Winner of the 2021 Walkley Book Award, The Winter Road is a ranging meditation on a 2014 execution-style murder committed on a dirt track in Croppa Creek, in northwest New South Wales. Environment and heritage inspector Glen Turner had been investigating wealthy Moree farmer Ian Turnbull for illegal clearing of native vegetation. What should have been a routine departmental visit became a cruel and protracted cat-and-mouse chase when Turnbull began shooting at Mr Turner — a chase that only ended when Turner was dead. Eureka Street’s Barry Gittins speaks to author Kate Holden about her prize-winning account of the crime, reminding readers of the uneasy history of predation in this country and the damage it does to the land and to the people on it.
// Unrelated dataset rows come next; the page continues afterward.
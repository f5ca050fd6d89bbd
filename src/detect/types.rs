// Beat detection types
// Peaks, per-window decisions, and detection errors

use serde::{Deserialize, Serialize};
use thiserror::Error;

/// Errors raised while validating detection input
/// All of these are detected before any numeric work starts
#[derive(Debug, Error, Clone, PartialEq)]
pub enum DetectError {
    #[error("Unsupported channel layout: {0} channels (expected 1 or 2)")]
    UnsupportedChannelLayout(usize),

    #[error("Invalid sample rate: {0} Hz")]
    InvalidSampleRate(u32),

    #[error("Channel {channel} has {actual} samples, expected {expected}")]
    ChannelLengthMismatch {
        channel: usize,
        expected: usize,
        actual: usize,
    },

    #[error("Invalid detection config: {0}")]
    InvalidConfig(String),
}

/// A detected beat: the start of a window whose energy crossed the threshold
#[derive(Debug, Clone, Copy, PartialEq, Serialize, Deserialize)]
pub struct Peak {
    /// Window start in seconds from the beginning of the signal
    pub time: f64,

    /// Window start as a sample index into the mono signal
    pub sample_index: usize,

    /// Mean absolute amplitude of the window
    pub energy: f64,
}

/// Why a window was or was not turned into a peak
#[derive(Debug, Clone, Copy, PartialEq, Eq, Serialize, Deserialize)]
#[serde(rename_all = "snake_case")]
pub enum WindowVerdict {
    Accepted,

    /// Energy did not exceed the dynamic threshold
    BelowThreshold,

    /// Loud enough, but too close to the previously accepted peak
    WithinMinInterval,
}

/// Detection outcome for one energy window
#[derive(Debug, Clone, Copy, PartialEq, Serialize, Deserialize)]
pub struct WindowDecision {
    pub sample_index: usize,
    pub time: f64,
    pub energy: f64,
    pub verdict: WindowVerdict,
}

impl WindowDecision {
    pub fn is_accepted(&self) -> bool {
        self.verdict == WindowVerdict::Accepted
    }

    /// The peak this window produced, if it was accepted
    pub fn to_peak(&self) -> Option<Peak> {
        if self.is_accepted() {
            Some(Peak {
                time: self.time,
                sample_index: self.sample_index,
                energy: self.energy,
            })
        } else {
            None
        }
    }
}

#[cfg(test)]
mod tests {
    use super::*;

    #[test]
    fn test_rejected_window_has_no_peak() {
        let decision = WindowDecision {
            sample_index: 2205,
            time: 0.05,
            energy: 0.01,
            verdict: WindowVerdict::BelowThreshold,
        };
        assert!(!decision.is_accepted());
        assert!(decision.to_peak().is_none());
    }

    #[test]
    fn test_accepted_window_to_peak() {
        let decision = WindowDecision {
            sample_index: 44100,
            time: 1.0,
            energy: 1.0,
            verdict: WindowVerdict::Accepted,
        };
        let peak = decision.to_peak().unwrap();
        assert_eq!(peak.sample_index, 44100);
        assert_eq!(peak.time, 1.0);
    }

    #[test]
    fn test_error_messages() {
        let err = DetectError::UnsupportedChannelLayout(3);
        assert!(err.to_string().contains("3 channels"));

        let err = DetectError::InvalidSampleRate(0);
        assert!(err.to_string().contains("0 Hz"));
    }

    #[test]
    fn test_verdict_serializes_snake_case() {
        let json = serde_json::to_string(&WindowVerdict::WithinMinInterval).unwrap();
        assert_eq!(json, "\"within_min_interval\"");
    }
}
What have you discovered about the motivations behind the decision of a gnarled, embittered old man to take the life of another. Was it some quest for intergenerational wealth or legacy? Perhaps radically different worldviews, an interpersonal conflict, or the outcome of poor mental health?
As I started writing this, I hoped it would be straightforward, but of course, it actually turned out to be very complicated. There were so many factors — 20 different causes and 20 different consequences. The Turnbulls were products of their culture. They were consumed by pride and maintaining their sense of status in their community. In terms of the clearing of the land, they looked around and thought, ‘everybody else is doing it’, and so turned native scrub into pristine monocultural fields.
But this was not just a haphazard bit of clearing; it went way beyond environmental ruthlessness. In the face of all the court proceedings that ordered them to cease the illegal clearing, the Turnbulls were too far steeped in blood, with millions and millions of dollars invested.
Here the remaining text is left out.